Without skipping anything, write out each record below exactly.

- **GIVEN DATA**:
>>>>>

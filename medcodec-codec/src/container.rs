// medcodec
// Copyright (c) 2026 The medcodec Developers.
//
// This Source Code Form is subject to the terms of the Mozilla Public
// License, v. 2.0. If a copy of the MPL was not distributed with this
// file, You can obtain one at https://mozilla.org/MPL/2.0/.

//! The on-disk container format and the top-level `encode`/`decode` entry
//! points that chain plane-splitting, prediction, RLE, and arithmetic coding
//! together.
//!
//! Layout, all fields little-endian regardless of host byte order:
//!
//! | offset | field            | type |
//! |-------:|------------------|------|
//! |      0 | width            | u32  |
//! |      4 | height           | u32  |
//! |      8 | channels         | u32  |
//! |     12 | residual_bytes   | u64  |
//! |     20 | rle_bytes        | u64  |
//! |     28 | arith_bytes      | u64  |
//! |     36 | arithmetic payload, `arith_bytes` long |

use log::{debug, warn};
use medcodec_core::errors::{image_decode_error, invalid_dimensions_error, Result};
use medcodec_core::io::{ByteReader, WriteBytesLe};

use crate::arith::{ArithmeticDecoder, ArithmeticEncoder};
use crate::model::Model;
use crate::planes;
use crate::predictor;
use crate::rle;

const CHANNELS: u32 = 3;
const HEADER_LEN: usize = 36;

/// Compresses an interleaved RGB8 image (`rgb.len() == 3 * width * height`)
/// into the container format described in the module docs.
pub fn encode(rgb: &[u8], width: u32, height: u32) -> Result<Vec<u8>> {
    if width == 0 || height == 0 {
        return invalid_dimensions_error(width, height);
    }
    if rgb.len() != 3 * width as usize * height as usize {
        return image_decode_error(format!(
            "expected {} bytes of RGB8 data for a {}x{} image, got {}",
            3 * width as usize * height as usize,
            width,
            height,
            rgb.len()
        ));
    }

    let (w, h) = (width as usize, height as usize);
    let planes = planes::split(rgb, w, h);

    let mut residual = Vec::with_capacity(rgb.len());
    for plane in &planes {
        residual.extend(predictor::forward(plane, w, h));
    }
    debug!("container: predicted {} residual bytes", residual.len());

    let rle_bytes = rle::encode(&residual);
    debug!("container: rle packed into {} bytes", rle_bytes.len());

    let mut model = Model::new();
    let mut encoder = ArithmeticEncoder::new();
    for &byte in &rle_bytes {
        encoder.encode(&mut model, byte);
    }
    let arith_payload = encoder.finish();
    debug!("container: arithmetic coded into {} bytes", arith_payload.len());

    let mut out = Vec::with_capacity(HEADER_LEN + arith_payload.len());
    out.write_u32_le(width);
    out.write_u32_le(height);
    out.write_u32_le(CHANNELS);
    out.write_u64_le(residual.len() as u64);
    out.write_u64_le(rle_bytes.len() as u64);
    out.write_u64_le(arith_payload.len() as u64);
    out.extend_from_slice(&arith_payload);

    Ok(out)
}

/// Decompresses a container produced by [`encode`] back into an interleaved
/// RGB8 buffer, returning it along with the image's width and height.
pub fn decode(data: &[u8]) -> Result<(Vec<u8>, u32, u32)> {
    let mut reader = ByteReader::new(data);

    let width = reader.read_u32_le()?;
    let height = reader.read_u32_le()?;
    let channels = reader.read_u32_le()?;
    let residual_bytes = reader.read_u64_le()? as usize;
    let rle_bytes = reader.read_u64_le()? as usize;
    let arith_bytes = reader.read_u64_le()? as usize;

    if width == 0 || height == 0 {
        return invalid_dimensions_error(width, height);
    }
    if channels != CHANNELS {
        return image_decode_error(format!("unsupported channel count {}", channels));
    }

    let arith_payload = reader.read_slice(arith_bytes)?;

    let mut model = Model::new();
    let mut decoder = ArithmeticDecoder::new(arith_payload);
    let mut rle_packed = Vec::with_capacity(rle_bytes);
    for _ in 0..rle_bytes {
        rle_packed.push(decoder.decode(&mut model)?);
    }

    let residual = rle::decode(&rle_packed, residual_bytes)?;

    let (w, h) = (width as usize, height as usize);
    let plane_len = w * h;
    if residual.len() != 3 * plane_len {
        return medcodec_core::errors::size_mismatch_error(3 * plane_len, residual.len());
    }

    let mut planes = [Vec::new(), Vec::new(), Vec::new()];
    for (i, plane) in planes.iter_mut().enumerate() {
        let chunk = &residual[i * plane_len..(i + 1) * plane_len];
        *plane = predictor::inverse(chunk, w, h);
    }

    let rgb = planes::join(&planes, w, h);
    if reader.remaining() > 0 {
        warn!("container: {} trailing bytes after arithmetic payload", reader.remaining());
    }

    Ok((rgb, width, height))
}

#[cfg(test)]
mod tests {
    use super::*;

    fn solid_rgb(width: u32, height: u32, r: u8, g: u8, b: u8) -> Vec<u8> {
        let mut out = Vec::with_capacity(3 * width as usize * height as usize);
        for _ in 0..(width as usize * height as usize) {
            out.extend_from_slice(&[r, g, b]);
        }
        out
    }

    #[test]
    fn round_trips_a_solid_color_image() {
        let rgb = solid_rgb(4, 3, 10, 20, 30);
        let packed = encode(&rgb, 4, 3).unwrap();
        let (decoded, w, h) = decode(&packed).unwrap();
        assert_eq!((w, h), (4, 3));
        assert_eq!(decoded, rgb);
    }

    #[test]
    fn round_trips_an_arbitrary_image() {
        let width = 37u32;
        let height = 23u32;
        let rgb: Vec<u8> = (0..3 * width as usize * height as usize)
            .map(|i| ((i * 113 + 7) % 256) as u8)
            .collect();
        let packed = encode(&rgb, width, height).unwrap();
        let (decoded, w, h) = decode(&packed).unwrap();
        assert_eq!((w, h), (width, height));
        assert_eq!(decoded, rgb);
    }

    #[test]
    fn header_round_trips_its_length_fields() {
        let rgb = solid_rgb(640, 480, 0, 0, 0);
        let packed = encode(&rgb, 640, 480).unwrap();

        let mut reader = ByteReader::new(&packed);
        assert_eq!(reader.read_u32_le().unwrap(), 640);
        assert_eq!(reader.read_u32_le().unwrap(), 480);
        assert_eq!(reader.read_u32_le().unwrap(), 3);
        let residual_bytes = reader.read_u64_le().unwrap();
        assert_eq!(residual_bytes, 3 * 640 * 480);
        let rle_bytes = reader.read_u64_le().unwrap();
        let arith_bytes = reader.read_u64_le().unwrap();
        assert_eq!(reader.remaining(), arith_bytes as usize);
        // An all-black image is one giant run per plane: two bytes of RLE
        // per plane once it's past the first pixel's residual.
        assert!(rle_bytes < residual_bytes);
    }

    #[test]
    fn zero_width_is_rejected() {
        assert!(encode(&[], 0, 10).is_err());
    }

    #[test]
    fn zero_height_is_rejected() {
        assert!(encode(&[], 10, 0).is_err());
    }

    #[test]
    fn mismatched_buffer_length_is_rejected() {
        assert!(encode(&[0, 0, 0], 2, 2).is_err());
    }

    #[test]
    fn truncated_container_is_rejected() {
        let rgb = solid_rgb(2, 2, 1, 2, 3);
        let mut packed = encode(&rgb, 2, 2).unwrap();
        packed.truncate(10);
        assert!(decode(&packed).is_err());
    }
}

<<<<<

- **SOLUTION**:
filename medcodec-codec/src/container.rs
// medcodec
// Copyright (c) 2026 The medcodec Developers.
//
// This Source Code Form is subject to the terms of the Mozilla Public
// License, v. 2.0. If a copy of the MPL was not distributed with this
// file, You can obtain one at https://mozilla.org/MPL/2.0/.

//! The on-disk container format and the top-level `encode`/`decode` entry
//! points that chain plane-splitting, prediction, RLE, and arithmetic coding
//! together.
//!
//! Layout, all fields little-endian regardless of host byte order:
//!
//! | offset | field            | type |
//! |-------:|------------------|------|
//! |      0 | width            | u32  |
//! |      4 | height           | u32  |
//! |      8 | channels         | u32  |
//! |     12 | residual_bytes   | u64  |
//! |     20 | rle_bytes        | u64  |
//! |     28 | arith_bytes      | u64  |
//! |     36 | arithmetic payload, `arith_bytes` long |

use log::{debug, warn};
use medcodec_core::errors::{image_decode_error, invalid_dimensions_error, Result};
use medcodec_core::io::{ByteReader, WriteBytesLe};

use crate::arith::{ArithmeticDecoder, ArithmeticEncoder};
use crate::model::Model;
use crate::planes;
use crate::predictor;
use crate::rle;

const CHANNELS: u32 = 3;
const HEADER_LEN: usize = 36;

/// Compresses an interleaved RGB8 image (`rgb.len() == 3 * width * height`)
/// into the container format described in the module docs.
pub fn encode(rgb: &[u8], width: u32, height: u32) -> Result<Vec<u8>> {
    if width == 0 || height == 0 {
        return invalid_dimensions_error(width, height);
    }
    if rgb.len() != 3 * width as usize * height as usize {
        return image_decode_error(format!(
            "expected {} bytes of RGB8 data for a {}x{} image, got {}",
            3 * width as usize * height as usize,
            width,
            height,
            rgb.len()
        ));
    }

    let (w, h) = (width as usize, height as usize);
    let planes = planes::split(rgb, w, h);

    let mut residual = Vec::with_capacity(rgb.len());
    for plane in &planes {
        residual.extend(predictor::forward(plane, w, h));
    }
    debug!("container: predicted {} residual bytes", residual.len());

    let rle_bytes = rle::encode(&residual);
    debug!("container: rle packed into {} bytes", rle_bytes.len());

    let mut model = Model::new();
    let mut encoder = ArithmeticEncoder::new();
    for &byte in &rle_bytes {
        encoder.encode(&mut model, byte);
    }
    let arith_payload = encoder.finish();
    debug!("container: arithmetic coded into {} bytes", arith_payload.len());

    let mut out = Vec::with_capacity(HEADER_LEN + arith_payload.len());
    out.write_u32_le(width);
    out.write_u32_le(height);
    out.write_u32_le(CHANNELS);
    out.write_u64_le(residual.len() as u64);
    out.write_u64_le(rle_bytes.len() as u64);
    out.write_u64_le(arith_payload.len() as u64);
    out.extend_from_slice(&arith_payload);

    Ok(out)
}

/// Decompresses a container produced by [`encode`] back into an interleaved
/// RGB8 buffer, returning it along with the image's width and height.
pub fn decode(data: &[u8]) -> Result<(Vec<u8>, u32, u32)> {
    let mut reader = ByteReader::new(data);

    let width = reader.read_u32_le()?;
    let height = reader.read_u32_le()?;
    let channels = reader.read_u32_le()?;
    let residual_bytes = reader.read_u64_le()? as usize;
    let rle_bytes = reader.read_u64_le()? as usize;
    let arith_bytes = reader.read_u64_le()? as usize;

    if width == 0 || height == 0 {
        return invalid_dimensions_error(width, height);
    }
    if channels != CHANNELS {
        return image_decode_error(format!("unsupported channel count {}", channels));
    }

    let arith_payload = reader.read_slice(arith_bytes)?;

    let mut model = Model::new();
    let mut decoder = ArithmeticDecoder::new(arith_payload);
    let mut rle_packed = Vec::with_capacity(rle_bytes);
    for _ in 0..rle_bytes {
        rle_packed.push(decoder.decode(&mut model)?);
    }

    let residual = rle::decode(&rle_packed, residual_bytes)?;

    let (w, h) = (width as usize, height as usize);
    let plane_len = w * h;
    if residual.len() != 3 * plane_len {
        return medcodec_core::errors::size_mismatch_error(3 * plane_len, residual.len());
    }

    let mut planes = [Vec::new(), Vec::new(), Vec::new()];
    for (i, plane) in planes.iter_mut().enumerate() {
        let chunk = &residual[i * plane_len..(i + 1) * plane_len];
        *plane = predictor::inverse(chunk, w, h);
    }

    let rgb = planes::join(&planes, w, h);
    if reader.remaining() > 0 {
        warn!("container: {} trailing bytes after arithmetic payload", reader.remaining());
    }

    Ok((rgb, width, height))
}

#[cfg(test)]
mod tests {
    use super::*;

    fn solid_rgb(width: u32, height: u32, r: u8, g: u8, b: u8) -> Vec<u8> {
        let mut out = Vec::with_capacity(3 * width as usize * height as usize);
        for _ in 0..(width as usize * height as usize) {
            out.extend_from_slice(&[r, g, b]);
        }
        out
    }

    #[test]
    fn round_trips_a_solid_color_image() {
        let rgb = solid_rgb(4, 3, 10, 20, 30);
        let packed = encode(&rgb, 4, 3).unwrap();
        let (decoded, w, h) = decode(&packed).unwrap();
        assert_eq!((w, h), (4, 3));
        assert_eq!(decoded, rgb);
    }

    #[test]
    fn round_trips_an_arbitrary_image() {
        let width = 37u32;
        let height = 23u32;
        let rgb: Vec<u8> = (0..3 * width as usize * height as usize)
            .map(|i| ((i * 113 + 7) % 256) as u8)
            .collect();
        let packed = encode(&rgb, width, height).unwrap();
        let (decoded, w, h) = decode(&packed).unwrap();
        assert_eq!((w, h), (width, height));
        assert_eq!(decoded, rgb);
    }

    #[test]
    fn header_round_trips_its_length_fields() {
        let rgb = solid_rgb(640, 480, 0, 0, 0);
        let packed = encode(&rgb, 640, 480).unwrap();

        let mut reader = ByteReader::new(&packed);
        assert_eq!(reader.read_u32_le().unwrap(), 640);
        assert_eq!(reader.read_u32_le().unwrap(), 480);
        assert_eq!(reader.read_u32_le().unwrap(), 3);
        let residual_bytes = reader.read_u64_le().unwrap();
        assert_eq!(residual_bytes, 3 * 640 * 480);
        let rle_bytes = reader.read_u64_le().unwrap();
        let arith_bytes = reader.read_u64_le().unwrap();
        assert_eq!(reader.remaining(), arith_bytes as usize);
        // An all-black image is one giant run per plane: two bytes of RLE
        // per plane once it's past the first pixel's residual.
        assert!(rle_bytes < residual_bytes);
    }

    #[test]
    fn zero_width_is_rejected() {
        assert!(encode(&[], 0, 10).is_err());
    }

    #[test]
    fn zero_height_is_rejected() {
        assert!(encode(&[], 10, 0).is_err());
    }

    #[test]
    fn mismatched_buffer_length_is_rejected() {
        assert!(encode(&[0, 0, 0], 2, 2).is_err());
    }

    #[test]
    fn truncated_container_is_rejected() {
        let rgb = solid_rgb(2, 2, 1, 2, 3);
        let mut packed = encode(&rgb, 2, 2).unwrap();
        packed.truncate(10);
        assert!(decode(&packed).is_err());
    }
}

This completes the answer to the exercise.